By W.A. Demers
NEW YORK CITY – The Wunsch Americana Foundation honored American furniture artist Wendell Castle (1932-2018) and noted Outsider art collector Audrey B. Heckler, the 2018 recipients of the Eric M. Wunsch Award for Excellence in the American Arts. The winners were honored at a reception at Christie’s Rockefeller Center on January 17 during Antiques Week in New York. The award, bestowed annually, honors the memory of Martin Wunsch, a collector of American decorative arts and Old Masters paintings.
Castle, often referred to as the “father of the art furniture movement,” for more than four decades influenced the design world with sculptures, designs and furniture at the intersection of form, function and art. His award, accepted by his daughter Alison, came just three days before he passed away at his home in Scottsville, N.Y., where he was an artist in residence at Rochester Institute of Technology (RIT).
Born and educated in Kansas, Castle moved to Rochester, N.Y., in 1961 and taught at the School for American Craftsmen. An artist-in-residence at RIT, he maintained his art studio in nearby Scottsville. His whimsical sculptural vocabulary is said to have been the result of a catalyzing encounter with the stacked wood vernacular inherent in duck decoys, which is certainly within the DNA of Americana. This is the first year, however, in the award’s six-year history that an artist has been chosen as a recipient.
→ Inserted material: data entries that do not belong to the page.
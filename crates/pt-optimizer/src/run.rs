//! Run status tracking across generations.

use chrono::{DateTime, Utc};
use serde::{Deserialize, Serialize};
use uuid::Uuid;

use pt_types::ParameterVector;

/// Unique tuning run identifier.
pub type RunId = Uuid;

/// Lifecycle state for a tuning run.
#[derive(Debug, Clone, Copy, PartialEq, Eq, Serialize, Deserialize)]
pub enum RunState {
    Pending,
    Running,
    Completed,
    Failed,
}

/// Summary of one finished generation.
#[derive(Debug, Clone, PartialEq, Serialize, Deserialize)]
pub struct GenerationRecord {
    pub generation: u64,
    pub best_candidate: usize,
    pub best_score: f64,
    pub best_params: ParameterVector,
    pub failed_cells: usize,
    pub total_cells: usize,
    pub updated: bool,
    pub duration_seconds: f64,
}

/// Aggregate status of a tuning run.
#[derive(Debug, Clone, PartialEq, Serialize, Deserialize)]
pub struct RunStatus {
    pub id: RunId,
    pub state: RunState,
    pub generations_completed: u64,
    pub generations_skipped: u64,
    /// Generation attempts that failed and were run again.
    pub generations_retried: u64,
    pub best: Option<GenerationRecord>,
    pub last: Option<GenerationRecord>,
    pub started_at: Option<DateTime<Utc>>,
    pub finished_at: Option<DateTime<Utc>>,
    pub error: Option<String>,
}

impl RunStatus {
    pub fn new() -> Self {
        Self {
            id: Uuid::new_v4(),
            state: RunState::Pending,
            generations_completed: 0,
            generations_skipped: 0,
            generations_retried: 0,
            best: None,
            last: None,
            started_at: None,
            finished_at: None,
            error: None,
        }
    }

    pub fn mark_running(&mut self) {
        self.state = RunState::Running;
        self.started_at = Some(Utc::now());
    }

    pub fn mark_completed(&mut self) {
        self.state = RunState::Completed;
        self.finished_at = Some(Utc::now());
    }

    pub fn mark_failed(&mut self, error: String) {
        self.state = RunState::Failed;
        self.finished_at = Some(Utc::now());
        self.error = Some(error);
    }

    pub fn record_retry(&mut self) {
        self.generations_retried += 1;
    }

    /// Record a finished generation, keeping the best one seen so far.
    pub fn record(&mut self, record: GenerationRecord) {
        self.generations_completed += 1;
        if !record.updated {
            self.generations_skipped += 1;
        }
        let improves = match &self.best {
            None => true,
            Some(best) => record.best_score > best.best_score,
        };
        if improves {
            self.best = Some(record.clone());
        }
        self.last = Some(record);
    }
}

impl Default for RunStatus {
    fn default() -> Self {
        Self::new()
    }
}
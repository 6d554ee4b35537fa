use thiserror::Error;

/// Main error type for the plantune system
#[derive(Error, Debug)]
pub enum TuneError {
    #[error("Configuration error: {0}")]
    Config(String),

    #[error("Solver error: {0}")]
    Solver(#[from] SolverError),

    #[error("Scheduler error: {0}")]
    Scheduler(#[from] SchedulerError),

    #[error("Problem generation error: {0}")]
    ProblemGeneration(String),

    #[error("Checkpoint error: {0}")]
    Checkpoint(#[from] CheckpointError),

    #[error("IO error: {0}")]
    Io(#[from] std::io::Error),

    #[error("Serialization error: {0}")]
    Serialization(#[from] serde_json::Error),

    #[error("Internal error: {0}")]
    Internal(String),

    #[error("Validation error: {0}")]
    Validation(String),
}

impl TuneError {
    /// Only configuration problems are allowed to stop a run.
    pub fn is_fatal(&self) -> bool {
        matches!(self, TuneError::Config(_) | TuneError::Checkpoint(_))
    }
}

/// Failures of a single solver invocation. These never leave the cell that
/// produced them; the evaluator downgrades them into a failed outcome.
#[derive(Error, Debug)]
pub enum SolverError {
    #[error("Failed to launch solver for {cell}: {message}")]
    Spawn { cell: String, message: String },

    #[error("Solver exited with status {code:?} for {cell}")]
    NonZeroExit { cell: String, code: Option<i32> },

    #[error("Solver exceeded {limit_seconds}s wall-clock limit for {cell}")]
    TimedOut { cell: String, limit_seconds: u64 },

    #[error("No plan cost reported by solver for {cell}")]
    NoCostMarker { cell: String },
}

/// Failures talking to the external batch scheduler.
#[derive(Error, Debug)]
pub enum SchedulerError {
    #[error("Scheduler command `{command}` failed: {message}")]
    CommandFailed { command: String, message: String },

    #[error("Could not parse cluster id from scheduler response: {response}")]
    UnparsableSubmission { response: String },

    #[error("Job log unavailable at {path}: {message}")]
    LogUnavailable { path: String, message: String },

    #[error("{finished} of {submitted} jobs finished before the wait ended")]
    JobsIncomplete { finished: usize, submitted: usize },
}

impl SchedulerError {
    /// Transient failures are retried forever by the cluster backend; the
    /// rest fail the generation.
    pub fn is_transient(&self) -> bool {
        matches!(
            self,
            SchedulerError::CommandFailed { .. }
                | SchedulerError::UnparsableSubmission { .. }
                | SchedulerError::LogUnavailable { .. }
        )
    }
}

/// Checkpoint persistence errors
#[derive(Error, Debug)]
pub enum CheckpointError {
    #[error("Checkpoint {path} has an unknown header")]
    BadMagic { path: String },

    #[error("Checkpoint {path} is truncated: expected {expected} bytes, found {found}")]
    Truncated {
        path: String,
        expected: usize,
        found: usize,
    },

    #[error("Checkpoint dimension {found} does not match parameter dimension {expected}")]
    DimensionMismatch { expected: usize, found: usize },
}

/// Result type alias for plantune operations
pub type TuneResult<T> = Result<T, TuneError>;

/// Macro for creating validation errors
#[macro_export]
macro_rules! validation_error {
    ($($arg:tt)*) => {
        $crate::TuneError::Validation(format!($($arg)*))
    };
}

/// Macro for creating internal errors
#[macro_export]
macro_rules! internal_error {
    ($($arg:tt)*) => {
        $crate::TuneError::Internal(format!($($arg)*))
    };
}

/// Macro for creating configuration errors
#[macro_export]
macro_rules! config_error {
    ($($arg:tt)*) => {
        $crate::TuneError::Config(format!($($arg)*))
    };
}
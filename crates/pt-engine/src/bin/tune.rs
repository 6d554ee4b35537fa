use anyhow::Context;
use clap::Parser;
use std::path::PathBuf;
use tracing::info;
use tracing_subscriber::EnvFilter;

use pt_engine::{RunLog, Tuner, TunerConfig};

/// Tune planner hyperparameters against a suite of test problems.
#[derive(Debug, Parser)]
#[command(name = "pt-tune", version)]
struct Args {
    /// JSON run configuration
    config: PathBuf,

    /// Continue from the checkpoint in the output directory
    #[arg(long)]
    resume: bool,

    /// Seed for the sampling RNG (overrides the config)
    #[arg(long)]
    seed: Option<u64>,
}

#[tokio::main]
async fn main() -> anyhow::Result<()> {
    tracing_subscriber::fmt()
        .with_env_filter(
            EnvFilter::try_from_default_env().unwrap_or_else(|_| EnvFilter::new("info")),
        )
        .init();

    let args = Args::parse();
    let config = TunerConfig::from_file(&args.config)
        .with_context(|| format!("loading {}", args.config.display()))?;

    std::fs::create_dir_all(&config.output_dir)
        .with_context(|| format!("creating {}", config.output_dir.display()))?;
    let log_path = config.run_log_path();
    let log = if args.resume {
        RunLog::append(&log_path)
    } else {
        RunLog::create(&log_path)
    }
    .with_context(|| format!("opening run log {}", log_path.display()))?;

    let mut tuner = Tuner::new(config)?.with_run_log(log);
    let mut state = tuner.initial_state(args.resume, args.seed)?;
    tuner.run(&mut state).await?;

    info!(
        "Best-known parameters written to {}",
        tuner.params_path().display()
    );
    println!("{}", serde_json::to_string_pretty(&state.status)?);
    Ok(())
}
// Cluster batch evaluator
// Packs cells into shards, submits them as one array job to an HTCondor-style
// scheduler and polls the shared job log until enough shards have finished.
// Every cell writes into `cluster_<id>/` below its directory, so output of a
// job left over from an earlier cluster is never read as a fresh result.

use async_trait::async_trait;
use regex::Regex;
use serde::{Deserialize, Serialize};
use std::collections::HashSet;
use std::future::Future;
use std::os::unix::fs::PermissionsExt;
use std::path::{Path, PathBuf};
use std::sync::{Arc, OnceLock};
use std::time::Duration;
use tokio::process::Command;
use tracing::{debug, info, warn};

use pt_types::{
    config_error, CellOutcome, CostMatrix, Population, ProblemSet, SchedulerError, TuneResult,
};

/// Prefix of the per-cluster output directory inside each cell.
pub const BATCH_OUTPUT_PREFIX: &str = "cluster_";

use super::{enter_phase, CellWorkspace, EvaluationPhase, Evaluator};
use crate::solver::{
    classify, outcome_of, CellJob, SolverTemplate, SOLVER_STATUS, SOLVER_STDERR, SOLVER_STDOUT,
};

/// Cluster backend configuration
#[derive(Debug, Clone, PartialEq, Serialize, Deserialize)]
#[serde(default)]
pub struct ClusterConfig {
    /// Cells packed into one scheduler job.
    pub threads_per_node: usize,
    /// Share of jobs that must finish before the generation proceeds.
    pub completion_fraction: f64,
    /// Machine requirements predicate passed through to the scheduler.
    pub requirements: Option<String>,
    pub poll_interval_ms: u64,
    /// Pause between attempts when the scheduler misbehaves.
    pub retry_delay_ms: u64,
    pub submit_command: String,
    pub remove_command: String,
}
Accepting the award on behalf of her father, Wendell Castle, was his daughter Alison, shown here with Wunsch Foundation president Peter Wunsch.
Speaking to the assembled audience in Christie’s auction saleroom, foundation president Peter Wunsch pointed out that the foundation is exploring new pathways of Americana in the Twentieth and Twenty-First Centuries. His son Eric also emphasized in his remarks the move to reach new and younger audiences and gave a “call to arms” to collectors to passionately share objects, knowledge and enthusiasm.
That passion was kindled in award recipient Heckler in 1993, she recalled, when she saw a sign for the Outsider Art Fair, walked in and began talking with the show’s dealers. “I’ve always liked art,” she said, “and acquired what I liked.” Artworks created by so-called Outsider, Art Brut and self-taught artists that entered Heckler’s collection in the ensuing quarter century are chronicled in The Hidden Art (Skira Rizzoli, 2017).
Directed by Peter Wunsch and his sons Eric and Noah, the Wunsch Americana Foundation funds educational and preservation initiatives in the American arts. Objects from the Wunsch Collection are displayed at partner museums and institutions around the United States.
Past recipients of the Eric M. Wunsch Award for Excellence in the American Arts are Brock Jobe, Leroy Graves, Patricia E. Kane, Linda H. Kaufman and the late George M. Kaufman, Richard H. Jenrette, Chipstone Foundation, Arnold Lehman, Morrison H. Heckscher and Peter M. Kenny.